Take the line with "SubmissionId, payload: UploadPayload)" and the rest of the lines after it, to the end of the entries, and restate them exactly.

====== TASK MATERIAL ======

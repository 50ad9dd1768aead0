use std::fmt::Write as _;

use bugzap_core::{AppViewModel, EngineHint, FeedbackStatus, Phase, ReportView};

/// Renders the current view as plain text for stdout.
pub fn render(view: &AppViewModel) -> String {
    let mut out = String::new();

    if let Some(report) = &view.report {
        render_report(&mut out, report);
    }

    if let Some(error) = &view.error {
        section(&mut out, "Error");
        let _ = writeln!(out, "{error}");
    }

    match &view.saved {
        Some(Ok(path)) => {
            let _ = writeln!(out, "\nSaved report to {}", path.display());
        }
        Some(Err(err)) => {
            let _ = writeln!(out, "\nCould not save report: {err}");
        }
        None => {}
    }

    if let Some(status) = &view.feedback {
        let _ = writeln!(out, "{}", feedback_line(status));
    }

    out
}

/// Shown on stderr before upload when `--preview` is set.
pub fn render_preview(view: &AppViewModel) -> Option<String> {
    let preview = view.preview.as_ref()?;
    let name = view.file_name.as_deref().unwrap_or("log");
    Some(format!("--- {name} (first lines) ---\n{preview}\n---"))
}

/// One stderr line for a phase change worth narrating, if any.
pub fn status_line(previous: Phase, view: &AppViewModel) -> Option<String> {
    match (previous, view.phase) {
        (Phase::Submitting { .. }, Phase::Submitting { .. }) => None,
        (_, Phase::Submitting { .. }) => Some(format!(
            "Analyzing {} (engine: {})...",
            view.file_name.as_deref().unwrap_or("log"),
            engine_label(view.engine_hint)
        )),
        (Phase::Submitting { .. }, Phase::Idle) => Some("Analysis cancelled.".to_string()),
        _ => None,
    }
}

fn engine_label(hint: EngineHint) -> &'static str {
    match hint {
        EngineHint::Unity => "Unity",
        EngineHint::Unreal => "Unreal",
        EngineHint::Auto => "auto-detect",
    }
}

fn render_report(out: &mut String, report: &ReportView) {
    section(out, "Summary");
    let _ = writeln!(out, "{}", report.summary);
    let _ = write!(out, "Engine: {}", report.engine);
    if let Some(percent) = report.confidence_percent {
        let _ = write!(out, " | Confidence: {percent}%");
    }
    out.push('\n');

    if let Some(root_cause) = &report.root_cause {
        section(out, "Root Cause");
        let _ = writeln!(out, "{root_cause}");
    }
    bullets(out, "Evidence", &report.evidence);
    numbered(out, "Recommendations", &report.recommendations);
    bullets(out, "Detected Signatures", &report.detected_signatures);
    if let Some(patch) = &report.code_patch {
        section(out, "Example Patch");
        let _ = writeln!(out, "{}", patch.trim_end());
    }

    let _ = writeln!(out, "\nSource: {}", report.source_url);
}

fn section(out: &mut String, title: &str) {
    if !out.is_empty() {
        out.push('\n');
    }
    let _ = writeln!(out, "{title}");
    let _ = writeln!(out, "{}", "-".repeat(title.len()));
}

fn bullets(out: &mut String, title: &str, items: &[String]) {
    if items.is_empty() {
        return;
    }
    section(out, title);
    for item in items {
        let _ = writeln!(out, "- {item}");
    }
}

fn numbered(out: &mut String, title: &str, items: &[String]) {
    if items.is_empty() {
        return;
    }
    section(out, title);
    for (index, item) in items.iter().enumerate() {
        let _ = writeln!(out, "{}. {item}", index + 1);
    }
}

fn feedback_line(status: &FeedbackStatus) -> String {
    match status {
        FeedbackStatus::Sending => "Sending feedback...".to_string(),
        FeedbackStatus::Sent => "Thanks! Your feedback was sent.".to_string(),
        FeedbackStatus::Failed(err) => format!("Feedback failed: {err}"),
    }
}
/// Display-ready copy of an accepted backend analysis.
///
/// `raw_json` is the backend object re-serialized as pretty JSON, keys in the
/// order the backend sent them, so a saved report carries fields this client
/// does not know about.
#[derive(Debug, Clone, PartialEq, Default)]
pub struct AnalysisReport {
    pub source_url: String,
    pub summary: String,
    pub engine: Option<String>,
    pub root_cause: Option<String>,
    pub evidence: Vec<String>,
    pub recommendations: Vec<String>,
    pub code_patch: Option<String>,
    pub confidence: Option<f64>,
    pub detected_signatures: Vec<String>,
    pub raw_json: String,
}
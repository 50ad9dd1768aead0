//! Logging initialization for the `bugzap` binary.
//!
//! Logs go to stderr so stdout carries only the report.

use std::fs::File;
use std::path::Path;

use log::LevelFilter;
use simplelog::{
    ColorChoice, CombinedLogger, Config, ConfigBuilder, SharedLogger, TermLogger, TerminalMode,
    WriteLogger,
};

/// Initialize the global logger at `level`, optionally mirrored to `log_file`.
pub fn initialize(level: LevelFilter, log_file: Option<&Path>) {
    let config = build_config();

    let mut loggers: Vec<Box<dyn SharedLogger>> = vec![TermLogger::new(
        level,
        config.clone(),
        TerminalMode::Stderr,
        ColorChoice::Auto,
    )];
    if let Some(path) = log_file {
        // A silenced terminal still gets a useful file.
        let file_level = level.max(LevelFilter::Info);
        if let Some(file_logger) = create_file_logger(path, file_level, config) {
            loggers.push(file_logger);
        }
    }

    let _ = CombinedLogger::init(loggers);
}

fn build_config() -> Config {
    ConfigBuilder::new()
        .set_time_format_rfc3339()
        .set_target_level(LevelFilter::Error)
        .add_filter_allow_str(bugzap_logging::TARGET)
        .build()
}

fn create_file_logger(
    path: &Path,
    level: LevelFilter,
    config: Config,
) -> Option<Box<WriteLogger<File>>> {
    match File::create(path) {
        Ok(file) => Some(WriteLogger::new(level, config, file)),
        Err(err) => {
            eprintln!("Warning: Could not create log file at {:?}: {}", path, err);
            None
        }
    }
}
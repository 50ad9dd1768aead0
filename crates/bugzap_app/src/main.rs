mod platform;

fn main() {
    std::process::exit(platform::run_app());
}
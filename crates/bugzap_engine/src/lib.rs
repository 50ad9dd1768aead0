//! BugZap engine: backend configuration, endpoint probing and report IO.
mod config;
mod engine;
mod feedback;
mod payload;
mod probe;
mod report;
mod result;
mod types;

pub use config::{
    builtin_routes, normalize_override_path, FileConfig, ProbeConfig, ProbeSettings,
    RouteRegistry, RouteSource, ENV_API_BASE_URL, ENV_API_URL, ENV_CRASH_PATH, FEEDBACK_PATH,
};
pub use engine::EngineHandle;
pub use feedback::{FeedbackClient, FeedbackError};
pub use payload::{EngineHint, FieldAliases, UploadPayload};
pub use probe::{EndpointProber, Prober};
pub use report::{report_filename, ReportError, ReportWriter};
pub use result::AnalysisResult;
pub use tokio_util::sync::CancellationToken;
pub use types::{
    AttemptOutcome, EngineEvent, ProbeAttempt, ProbeError, ProbeSuccess, SubmissionId,
    MAX_ERROR_BODY_CHARS,
};
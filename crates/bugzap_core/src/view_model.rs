use std::path::PathBuf;

use crate::{AnalysisReport, EngineHint, FeedbackStatus, Phase};

/// Lines of the selected log shown before submission.
pub const PREVIEW_LINES: usize = 12;

#[derive(Debug, Clone, PartialEq, Default)]
pub struct AppViewModel {
    pub phase: Phase,
    pub engine_hint: EngineHint,
    pub file_name: Option<String>,
    pub preview: Option<String>,
    pub can_submit: bool,
    pub busy: bool,
    pub report: Option<ReportView>,
    pub error: Option<String>,
    pub saved: Option<Result<PathBuf, String>>,
    pub feedback: Option<FeedbackStatus>,
    pub dirty: bool,
}

#[derive(Debug, Clone, PartialEq, Default)]
pub struct ReportView {
    pub summary: String,
    pub engine: String,
    /// Confidence as a rounded percentage, clamped to 0..=100.
    pub confidence_percent: Option<u8>,
    pub root_cause: Option<String>,
    pub evidence: Vec<String>,
    pub recommendations: Vec<String>,
    pub code_patch: Option<String>,
    pub detected_signatures: Vec<String>,
    pub source_url: String,
}

impl ReportView {
    pub(crate) fn from_report(report: &AnalysisReport) -> Self {
        Self {
            summary: report.summary.clone(),
            engine: report
                .engine
                .clone()
                .filter(|engine| !engine.is_empty())
                .unwrap_or_else(|| "unknown".to_string()),
            confidence_percent: report
                .confidence
                .filter(|c| c.is_finite())
                .map(|c| (c.clamp(0.0, 1.0) * 100.0).round() as u8),
            root_cause: report.root_cause.clone(),
            evidence: report.evidence.clone(),
            recommendations: report.recommendations.clone(),
            code_patch: report.code_patch.clone(),
            detected_signatures: report.detected_signatures.clone(),
            source_url: report.source_url.clone(),
        }
    }
}

/// First [`PREVIEW_LINES`] lines of a log, accepting `\n` and `\r\n` endings.
pub fn log_preview(text: &str) -> String {
    text.lines()
        .take(PREVIEW_LINES)
        .collect::<Vec<_>>()
        .join("\n")
}
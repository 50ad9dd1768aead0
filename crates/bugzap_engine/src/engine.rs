use std::collections::HashMap;
use std::io;
use std::sync::{mpsc, Arc};
use std::thread;
use std::time::Duration;

use bugzap_logging::{engine_debug, engine_info};
use tokio_util::sync::CancellationToken;

use crate::config::ProbeConfig;
use crate::feedback::FeedbackClient;
use crate::payload::UploadPayload;
use crate::probe::{EndpointProber, Prober};
use crate::{EngineEvent, SubmissionId};

enum EngineCommand {
    Submit {
        submission_id: SubmissionId,
        payload: UploadPayload,
    },
    Cancel {
        submission_id: SubmissionId,
    },
    SendFeedback {
        message: String,
        email: Option<String>,
    },
    Finished {
        submission_id: SubmissionId,
    },
    Shutdown,
}

/// Runs probes and feedback calls on a background tokio runtime.
///
/// Commands go in through the handle; results come back as [`EngineEvent`]s.
pub struct EngineHandle {
    cmd_tx: mpsc::Sender<EngineCommand>,
    event_rx: mpsc::Receiver<EngineEvent>,
}

impl EngineHandle {
    pub fn new(config: ProbeConfig) -> io::Result<Self> {
        let feedback = FeedbackClient::new(config.clone());
        Self::with_prober(Arc::new(EndpointProber::new(config)), feedback)
    }

    pub fn with_prober(prober: Arc<dyn Prober>, feedback: FeedbackClient) -> io::Result<Self> {
        let runtime = tokio::runtime::Builder::new_multi_thread()
            .worker_threads(2)
            .enable_all()
            .build()?;
        let (cmd_tx, cmd_rx) = mpsc::channel();
        let (event_tx, event_rx) = mpsc::channel();
        let loop_tx = cmd_tx.clone();

        thread::Builder::new()
            .name("bugzap-engine".to_string())
            .spawn(move || {
                let feedback = Arc::new(feedback);
                let mut in_flight: HashMap<SubmissionId, CancellationToken> = HashMap::new();

                while let Ok(command) = cmd_rx.recv() {
                    match command {
                        EngineCommand::Submit {
                            submission_id,
                            payload,
                        } => {
                            let token = CancellationToken::new();
                            in_flight.insert(submission_id, token.clone());
                            let prober = prober.clone();
                            let event_tx = event_tx.clone();
                            let loop_tx = loop_tx.clone();
                            runtime.spawn(async move {
                                let result = prober.probe(&payload, &token).await;
                                let _ = event_tx.send(EngineEvent::ProbeCompleted {
                                    submission_id,
                                    result,
                                });
                                let _ = loop_tx.send(EngineCommand::Finished { submission_id });
                            });
                        }
                        EngineCommand::Cancel { submission_id } => {
                            if let Some(token) = in_flight.remove(&submission_id) {
                                engine_info!("Cancelling submission {}", submission_id);
                                token.cancel();
                            }
                        }
                        EngineCommand::Finished { submission_id } => {
                            in_flight.remove(&submission_id);
                        }
                        EngineCommand::SendFeedback { message, email } => {
                            let feedback = feedback.clone();
                            let event_tx = event_tx.clone();
                            runtime.spawn(async move {
                                let result = feedback.send(&message, email.as_deref()).await;
                                let _ = event_tx.send(EngineEvent::FeedbackCompleted { result });
                            });
                        }
                        EngineCommand::Shutdown => break,
                    }
                }

                for token in in_flight.values() {
                    token.cancel();
                }
                engine_debug!("Engine loop stopped");
                runtime.shutdown_timeout(Duration::from_secs(1));
            })?;

        Ok(Self { cmd_tx, event_rx })
    }

    pub fn submit(&self, submission_id: SubmissionId, payload: UploadPayload) {
        let _ = self.cmd_tx.send(EngineCommand::Submit {
            submission_id,
            payload,
        });
    }

    pub fn cancel(&self, submission_id: SubmissionId) {
        let _ = self.cmd_tx.send(EngineCommand::Cancel { submission_id });
    }

    pub fn send_feedback(&self, message: impl Into<String>, email: Option<String>) {
        let _ = self.cmd_tx.send(EngineCommand::SendFeedback {
            message: message.into(),
            email,
        });
    }

    pub fn try_recv(&self) -> Option<EngineEvent> {
        self.event_rx.try_recv().ok()
    }

    pub fn recv_timeout(&self, timeout: Duration) -> Option<EngineEvent> {
        self.event_rx.recv_timeout(timeout).ok()
    }
}

impl Drop for EngineHandle {
    fn drop(&mut self) {
        let _ = self.cmd_tx.send(EngineCommand::Shutdown);
    }
}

======

:: ANSWER FOR THIS EXERCISE ::
    pub fn submit(&self, submission_id: SubmissionId, payload: UploadPayload) {
        let _ = self.cmd_tx.send(EngineCommand::Submit {
            submission_id,
            payload,
        });
    }

    pub fn cancel(&self, submission_id: SubmissionId) {
        let _ = self.cmd_tx.send(EngineCommand::Cancel { submission_id });
    }

    pub fn send_feedback(&self, message: impl Into<String>, email: Option<String>) {
        let _ = self.cmd_tx.send(EngineCommand::SendFeedback {
            message: message.into(),
            email,
        });
    }

    pub fn try_recv(&self) -> Option<EngineEvent> {
        self.event_rx.try_recv().ok()
    }

    pub fn recv_timeout(&self, timeout: Duration) -> Option<EngineEvent> {
        self.event_rx.recv_timeout(timeout).ok()
    }
}

impl Drop for EngineHandle {
    fn drop(&mut self) {
        let _ = self.cmd_tx.send(EngineCommand::Shutdown);
    }
}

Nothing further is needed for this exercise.